Exercise objective =>
Exactly as written, repeat all of the records below.

Collected data entries:
......

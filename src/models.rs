use chrono::{DateTime, Duration, Utc};
use serde::{Deserialize, Serialize};
use sqlx::FromRow;
use uuid::Uuid;

use crate::slots::WeekHours;

#[derive(Clone)]
pub struct AppState {
    pub db: sqlx::PgPool,
    pub offer_ttl_hours: i64,
    pub default_slot_mins: i64,
}

/* -------------------------
   Status enums
--------------------------*/

/// Stored as smallint. API representation is the upper-case string form.
#[derive(Debug, Clone, Copy, PartialEq, Eq, Serialize, Deserialize, sqlx::Type)]
#[sqlx(type_name = "smallint")]
#[serde(rename_all = "SCREAMING_SNAKE_CASE")]
#[repr(i16)]
pub enum AppointmentStatus {
    Booked = 0,
    Cancelled = 1,
    OfferingMove = 2,
    Completed = 3,
    NoShow = 4,
}

#[derive(Debug, Clone, Copy, PartialEq, Eq, Serialize, Deserialize, sqlx::Type)]
#[sqlx(type_name = "smallint")]
#[serde(rename_all = "SCREAMING_SNAKE_CASE")]
#[repr(i16)]
pub enum MoveOfferStatus {
    Pending = 0,
    Accepted = 1,
    Declined = 2,
    Expired = 3,
}

#[derive(Debug, Clone, Copy, PartialEq, Eq, Serialize, Deserialize, sqlx::Type)]
#[sqlx(type_name = "smallint")]
#[serde(rename_all = "SCREAMING_SNAKE_CASE")]
#[repr(i16)]
pub enum IncentiveType {
    Discount = 0,
    PrioritySlot = 1,
    Gift = 2,
}

impl AppointmentStatus {
    /// Lifecycle rules: transitions are one-way except the offer round trip
    /// BOOKED -> OFFERING_MOVE -> BOOKED (declined) or -> CANCELLED (accepted).
    /// CANCELLED, COMPLETED and NO_SHOW are terminal.
    pub fn can_transition_to(self, next: AppointmentStatus) -> bool {
        use AppointmentStatus::*;
        if self == next {
            // no-op update
            return true;
        }
        match self {
            Booked => matches!(next, OfferingMove | Cancelled | Completed | NoShow),
            OfferingMove => matches!(next, Booked | Cancelled),
            Cancelled | Completed | NoShow => false,
        }
    }
}

/* -------------------------
   Structured configuration
--------------------------*/

/// Clinic `settings` JSONB, with named fields instead of a free-form map.
/// Unknown keys survive round trips in `extra`.
#[derive(Debug, Clone, Default, Serialize, Deserialize)]
pub struct ClinicSettings {
    #[serde(default)]
    pub operating_hours: WeekHours,
    /// Overrides the server-wide default slot granularity when set.
    pub slot_duration_mins: Option<i64>,
    #[serde(flatten)]
    pub extra: serde_json::Map<String, serde_json::Value>,
}

/// Patient `risk_profile` JSONB.
#[derive(Debug, Clone, Default, Serialize, Deserialize)]
pub struct RiskProfile {
    pub pain_tolerance: Option<String>,
    pub anxiety_level: Option<String>,
    #[serde(flatten)]
    pub extra: serde_json::Map<String, serde_json::Value>,
}

/* -------------------------
   DB Row Models
--------------------------*/

#[derive(Debug, Clone, FromRow)]
pub struct ClinicRow {
    pub clinic_id: Uuid,
    pub name: String,
    /// IANA timezone string, e.g. "Australia/Sydney".
    pub timezone: String,
    pub settings: serde_json::Value,
    pub created_at: DateTime<Utc>,
    pub updated_at: DateTime<Utc>,
}

impl ClinicRow {
    /// Malformed stored settings fall back to defaults rather than failing
    /// every scheduling request.
    pub fn parsed_settings(&self) -> ClinicSettings {
        serde_json::from_value(self.settings.clone()).unwrap_or_default()
    }
}

#[derive(Debug, Clone, FromRow)]
pub struct DentistRow {
    pub dentist_id: Uuid,
    pub clinic_id: Uuid,
    pub name: String,
    pub specializations: Vec<String>,
    /// Weekly availability; overrides clinic hours on days where present.
    pub schedule: serde_json::Value,
    pub is_active: bool,
    pub created_at: DateTime<Utc>,
    pub updated_at: DateTime<Utc>,
}

impl DentistRow {
    pub fn parsed_schedule(&self) -> WeekHours {
        serde_json::from_value(self.schedule.clone()).unwrap_or_default()
    }
}

#[derive(Debug, Clone, Serialize, FromRow)]
pub struct ProcedureRow {
    pub procedure_id: Uuid,
    pub code: String,
    pub name: String,
    pub category: String,
    pub default_duration_mins: i32,
    pub base_value: f64,
    pub priority_weight: f64,
    pub created_at: DateTime<Utc>,
    pub updated_at: DateTime<Utc>,
}

#[derive(Debug, Clone, FromRow)]
pub struct AppointmentRow {
    pub appointment_id: Uuid,
    pub patient_id: Uuid,
    pub clinic_id: Uuid,
    pub dentist_id: Uuid,
    pub start_time: DateTime<Utc>,
    pub duration_mins: i32,
    // Snapshot of the procedure at booking time; never re-joined, so catalog
    // edits do not rewrite history.
    pub procedure_code: String,
    pub procedure_name: String,
    pub estimated_value: f64,
    pub status: AppointmentStatus,
    pub notes: Option<String>,
    pub created_at: DateTime<Utc>,
    pub updated_at: DateTime<Utc>,
}

impl AppointmentRow {
    pub fn end_time(&self) -> DateTime<Utc> {
        self.start_time + Duration::minutes(self.duration_mins as i64)
    }
}

#[derive(Debug, Clone, FromRow)]
pub struct MoveOfferRow {
    pub move_offer_id: Uuid,
    pub original_appointment_id: Uuid,
    pub target_appointment_id: Option<Uuid>,
    pub incentive_type: IncentiveType,
    pub incentive_description: String,
    pub move_score: i32,
    pub status: MoveOfferStatus,
    pub offered_at: DateTime<Utc>,
    pub expires_at: DateTime<Utc>,
    pub responded_at: Option<DateTime<Utc>>,
}

#[derive(Debug, Clone, FromRow)]
pub struct PatientRow {
    pub patient_id: Uuid,
    /// E.164, unique.
    pub phone: String,
    pub name: String,
    pub email: Option<String>,
    pub risk_profile: serde_json::Value,
    pub ltv_score: f64,
    pub created_at: DateTime<Utc>,
    pub updated_at: DateTime<Utc>,
}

......

Completed task =>
filename src/models.rs
use chrono::{DateTime, Duration, Utc};
use serde::{Deserialize, Serialize};
use sqlx::FromRow;
use uuid::Uuid;

use crate::slots::WeekHours;

#[derive(Clone)]
pub struct AppState {
    pub db: sqlx::PgPool,
    pub offer_ttl_hours: i64,
    pub default_slot_mins: i64,
}

/* -------------------------
   Status enums
--------------------------*/

/// Stored as smallint. API representation is the upper-case string form.
#[derive(Debug, Clone, Copy, PartialEq, Eq, Serialize, Deserialize, sqlx::Type)]
#[sqlx(type_name = "smallint")]
#[serde(rename_all = "SCREAMING_SNAKE_CASE")]
#[repr(i16)]
pub enum AppointmentStatus {
    Booked = 0,
    Cancelled = 1,
    OfferingMove = 2,
    Completed = 3,
    NoShow = 4,
}

#[derive(Debug, Clone, Copy, PartialEq, Eq, Serialize, Deserialize, sqlx::Type)]
#[sqlx(type_name = "smallint")]
#[serde(rename_all = "SCREAMING_SNAKE_CASE")]
#[repr(i16)]
pub enum MoveOfferStatus {
    Pending = 0,
    Accepted = 1,
    Declined = 2,
    Expired = 3,
}

#[derive(Debug, Clone, Copy, PartialEq, Eq, Serialize, Deserialize, sqlx::Type)]
#[sqlx(type_name = "smallint")]
#[serde(rename_all = "SCREAMING_SNAKE_CASE")]
#[repr(i16)]
pub enum IncentiveType {
    Discount = 0,
    PrioritySlot = 1,
    Gift = 2,
}

impl AppointmentStatus {
    /// Lifecycle rules: transitions are one-way except the offer round trip
    /// BOOKED -> OFFERING_MOVE -> BOOKED (declined) or -> CANCELLED (accepted).
    /// CANCELLED, COMPLETED and NO_SHOW are terminal.
    pub fn can_transition_to(self, next: AppointmentStatus) -> bool {
        use AppointmentStatus::*;
        if self == next {
            // no-op update
            return true;
        }
        match self {
            Booked => matches!(next, OfferingMove | Cancelled | Completed | NoShow),
            OfferingMove => matches!(next, Booked | Cancelled),
            Cancelled | Completed | NoShow => false,
        }
    }
}

/* -------------------------
   Structured configuration
--------------------------*/

/// Clinic `settings` JSONB, with named fields instead of a free-form map.
/// Unknown keys survive round trips in `extra`.
#[derive(Debug, Clone, Default, Serialize, Deserialize)]
pub struct ClinicSettings {
    #[serde(default)]
    pub operating_hours: WeekHours,
    /// Overrides the server-wide default slot granularity when set.
    pub slot_duration_mins: Option<i64>,
    #[serde(flatten)]
    pub extra: serde_json::Map<String, serde_json::Value>,
}

/// Patient `risk_profile` JSONB.
#[derive(Debug, Clone, Default, Serialize, Deserialize)]
pub struct RiskProfile {
    pub pain_tolerance: Option<String>,
    pub anxiety_level: Option<String>,
    #[serde(flatten)]
    pub extra: serde_json::Map<String, serde_json::Value>,
}

/* -------------------------
   DB Row Models
--------------------------*/

#[derive(Debug, Clone, FromRow)]
pub struct ClinicRow {
    pub clinic_id: Uuid,
    pub name: String,
    /// IANA timezone string, e.g. "Australia/Sydney".
    pub timezone: String,
    pub settings: serde_json::Value,
    pub created_at: DateTime<Utc>,
    pub updated_at: DateTime<Utc>,
}

impl ClinicRow {
    /// Malformed stored settings fall back to defaults rather than failing
    /// every scheduling request.
    pub fn parsed_settings(&self) -> ClinicSettings {
        serde_json::from_value(self.settings.clone()).unwrap_or_default()
    }
}

#[derive(Debug, Clone, FromRow)]
pub struct DentistRow {
    pub dentist_id: Uuid,
    pub clinic_id: Uuid,
    pub name: String,
    pub specializations: Vec<String>,
    /// Weekly availability; overrides clinic hours on days where present.
    pub schedule: serde_json::Value,
    pub is_active: bool,
    pub created_at: DateTime<Utc>,
    pub updated_at: DateTime<Utc>,
}

impl DentistRow {
    pub fn parsed_schedule(&self) -> WeekHours {
        serde_json::from_value(self.schedule.clone()).unwrap_or_default()
    }
}

#[derive(Debug, Clone, Serialize, FromRow)]
pub struct ProcedureRow {
    pub procedure_id: Uuid,
    pub code: String,
    pub name: String,
    pub category: String,
    pub default_duration_mins: i32,
    pub base_value: f64,
    pub priority_weight: f64,
    pub created_at: DateTime<Utc>,
    pub updated_at: DateTime<Utc>,
}

#[derive(Debug, Clone, FromRow)]
pub struct AppointmentRow {
    pub appointment_id: Uuid,
    pub patient_id: Uuid,
    pub clinic_id: Uuid,
    pub dentist_id: Uuid,
    pub start_time: DateTime<Utc>,
    pub duration_mins: i32,
    // Snapshot of the procedure at booking time; never re-joined, so catalog
    // edits do not rewrite history.
    pub procedure_code: String,
    pub procedure_name: String,
    pub estimated_value: f64,
    pub status: AppointmentStatus,
    pub notes: Option<String>,
    pub created_at: DateTime<Utc>,
    pub updated_at: DateTime<Utc>,
}

impl AppointmentRow {
    pub fn end_time(&self) -> DateTime<Utc> {
        self.start_time + Duration::minutes(self.duration_mins as i64)
    }
}

#[derive(Debug, Clone, FromRow)]
pub struct MoveOfferRow {
    pub move_offer_id: Uuid,
    pub original_appointment_id: Uuid,
    pub target_appointment_id: Option<Uuid>,
    pub incentive_type: IncentiveType,
    pub incentive_description: String,
    pub move_score: i32,
    pub status: MoveOfferStatus,
    pub offered_at: DateTime<Utc>,
    pub expires_at: DateTime<Utc>,
    pub responded_at: Option<DateTime<Utc>>,
}

#[derive(Debug, Clone, FromRow)]
pub struct PatientRow {
    pub patient_id: Uuid,
    /// E.164, unique.
    pub phone: String,
    pub name: String,
    pub email: Option<String>,
    pub risk_profile: serde_json::Value,
    pub ltv_score: f64,
    pub created_at: DateTime<Utc>,
    pub updated_at: DateTime<Utc>,
}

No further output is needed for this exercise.